Was aber versuchen wir vor dem Schöpfer zu verstecken? Adam und Eva geben zwar zur Antwort, sie verstecken sich, weil sie nackt waren. Allerdings liegt diese Antwort nur auf der Ebene der Information. Denn auch davor wussten sie schon, dass sie „nackt“ waren. Allerdings hätten sie ihren Zustand vermutlich anders benannt. Möglicherweise hätten sie „offen“ gesagt. Das Gefühl der innerlichen und äußerlichen Nacktheit resultiert aus dem Übertreten des Gebotes Gottes! Ist es allein die Scham, die sie spüren? Scham aufgrund ihrer Nacktheit oder ist es auch die Schuld, weil sie Gott misstraut haben und ihm ungehorsam gewesen sind?

Statt ihre Schuld einzugestehen und sie zu bekennen, tun sie das, was wir auch immer dann tun, sobald uns jemand unsere Schuld aufzeigt: Wir versuchen sie zu bedecken und tun so, als sei sie nicht vorhanden. Allerdings steht uns die Scham trotzdem offen ins Gesicht geschrieben. Ähnlich wie Adam und Eva bleiben wir dann auf der sogenannten „Sach- oder Informationsebene“ hängen und diskutieren die Fakten.
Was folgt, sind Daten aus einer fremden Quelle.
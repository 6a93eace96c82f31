#![allow(dead_code)]

use std::path::PathBuf;
use std::sync::atomic::{AtomicUsize, Ordering};
use std::sync::Arc;

use tokio::io::{AsyncReadExt, AsyncWriteExt};
use tokio::net::{TcpListener, TcpStream};

use rcontail::rcon::XorKeystream;

/// Get an OS-assigned free port
pub async fn free_port() -> u16 {
    let listener = TcpListener::bind("127.0.0.1:0").await.unwrap();
    listener.local_addr().unwrap().port()
}

/// A unique scratch directory under the system temp dir.
pub fn temp_dir(tag: &str) -> PathBuf {
    let dir = std::env::temp_dir().join(format!("rcontail-{}-{}", tag, uuid::Uuid::new_v4()));
    std::fs::create_dir_all(&dir).unwrap();
    dir
}

pub type Responder = Arc<dyn Fn(&str) -> String + Send + Sync>;

/// An in-process game server speaking the obfuscated RCON wire protocol.
///
/// Per connection: sends `key` in the clear, expects `Login <password>`,
/// answers `SUCCESS` or `FAILED`, then answers every further command through
/// `respond`. Each direction runs its own keystream, positions carried
/// across messages.
pub struct MockRconServer {
    pub port: u16,
    /// Connections accepted so far (== handshake attempts observed).
    pub connections: Arc<AtomicUsize>,
    pub _task: tokio::task::JoinHandle<()>,
}

impl MockRconServer {
    pub async fn start(key: Vec<u8>, password: &str, respond: Responder) -> Self {
        let listener = TcpListener::bind("127.0.0.1:0").await.unwrap();
        let port = listener.local_addr().unwrap().port();
        let connections = Arc::new(AtomicUsize::new(0));
        let password = password.to_string();

        let conn_counter = connections.clone();
        let task = tokio::spawn(async move {
            loop {
                let Ok((stream, _)) = listener.accept().await else {
                    return;
                };
                conn_counter.fetch_add(1, Ordering::SeqCst);
                let key = key.clone();
                let password = password.clone();
                let respond = respond.clone();
                tokio::spawn(async move {
                    let _ = serve_connection(stream, key, password, respond).await;
                });
            }
        });

        Self {
            port,
            connections,
            _task: task,
        }
    }

    pub fn attempts(&self) -> usize {
        self.connections.load(Ordering::SeqCst)
    }
}

async fn serve_connection(
    mut stream: TcpStream,
    key: Vec<u8>,
    password: String,
    respond: Responder,
) -> std::io::Result<()> {
    stream.write_all(&key).await?;

    let mut rx = XorKeystream::new(&key).unwrap();
    let mut tx = XorKeystream::new(&key).unwrap();
    let mut authenticated = false;
    let mut buf = vec![0u8; 8192];

    loop {
        let n = stream.read(&mut buf).await?;
        if n == 0 {
            return Ok(());
        }
        let command = String::from_utf8_lossy(&rx.apply(&buf[..n])).into_owned();

        let reply = if !authenticated {
            match command.strip_prefix("Login ") {
                Some(given) if given == password => {
                    authenticated = true;
                    "SUCCESS".to_string()
                }
                _ => "FAILED".to_string(),
            }
        } else {
            respond(&command)
        };
        stream.write_all(&tx.apply(reply.as_bytes())).await?;
    }
}

/// A listener that accepts and immediately closes every connection, so each
/// handshake attempt fails (empty key frame). Returns the attempt counter.
pub struct SlammingListener {
    pub port: u16,
    pub connections: Arc<AtomicUsize>,
    pub _task: tokio::task::JoinHandle<()>,
}

impl SlammingListener {
    pub async fn start() -> Self {
        let listener = TcpListener::bind("127.0.0.1:0").await.unwrap();
        let port = listener.local_addr().unwrap().port();
        let connections = Arc::new(AtomicUsize::new(0));

        let conn_counter = connections.clone();
        let task = tokio::spawn(async move {
            loop {
                let Ok((stream, _)) = listener.accept().await else {
                    return;
                };
                conn_counter.fetch_add(1, Ordering::SeqCst);
                drop(stream);
            }
        });

        Self {
            port,
            connections,
            _task: task,
        }
    }

    pub fn attempts(&self) -> usize {
        self.connections.load(Ordering::SeqCst)
    }
}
Auf der Ebene der Fakten mögen wir die Dinge richtig benennen. Doch die Fakten verschleiern sehr häufig die tiefere Ebene der wahren Beweggründe des Herzens. Adam und Eva bringen es nicht über die Lippen, Gott zu bekennen, dass sie ihm misstraut und sein Gebot übertreten haben.

Was ist ihre zweite Strategie? Wer war noch mal wirklich schuld daran, dass wir in den am Ende doch sauren „Apfel“ gebissen haben? Der Mensch sucht nach Schuld beim Mitmenschen, dann sucht der Mensch beim Tier / Teufel, danach möchte man meinen bei Gott – wer hat noch mal die Schlange / den Teufel geschaffen? Und da haben wir es. Am Ende ist doch Gott wieder an allem schuld oder nicht? Heute sind wir immer noch die gleichen wie Adam und Eva. „Der Apfel fällt ja - bekanntlich - nicht weit vom Stamm.“

Das Misstrauen gegenüber Gott führt zum Misstrauen gegenüber unserem Nächsten. Der Mensch bekommt die Untreue des anderen zu seinem Schöpfer mit. Wenn der Mensch also schon dem vollkommenen, guten Schöpfer nicht vertraut, wieso sollte er dem unvollkommenen, dem nackten und verletzlichen Menschen vertrauen? Wenn der Mensch schon dazu bereit ist ,sich über den Schöpfer zu erheben („Ihr werdet sein wie Gott“), wie viel mehr wird er sich über seinen Mitmenschen erheben. Auch darin haben wir uns bis heute nicht verändert. Wie kommen wir also wieder zurück zum paradiesisch nackten und freien Zustand?

Wahre Freiheit beginnt, wenn wir Menschen aufhören, Verstecken zu spielen. Sie beginnt, wenn wir Menschen in den Raum der Liebe Gottes in Jesus Christus treten und dann anfangen, uns zu entkleiden, bis wir wieder völlig nackt sind vor Gott und manchmal auch vor dem anderen. Erst der, der sich entkleidet und zeigt, wer er ist, wird auch die Erfahrung machen, geliebt zu werden, weil er ist, wie er ist. Manchmal auch, obwohl er ist, wie er ist. Oder geliebt zu werden, weil Gott ist wie Gott ist. Wahre Intimität bei Gott und beim Menschen geschieht erst im Zustand des wahren Entkleidet-Seins, selbst wenn wir angezogen bleiben.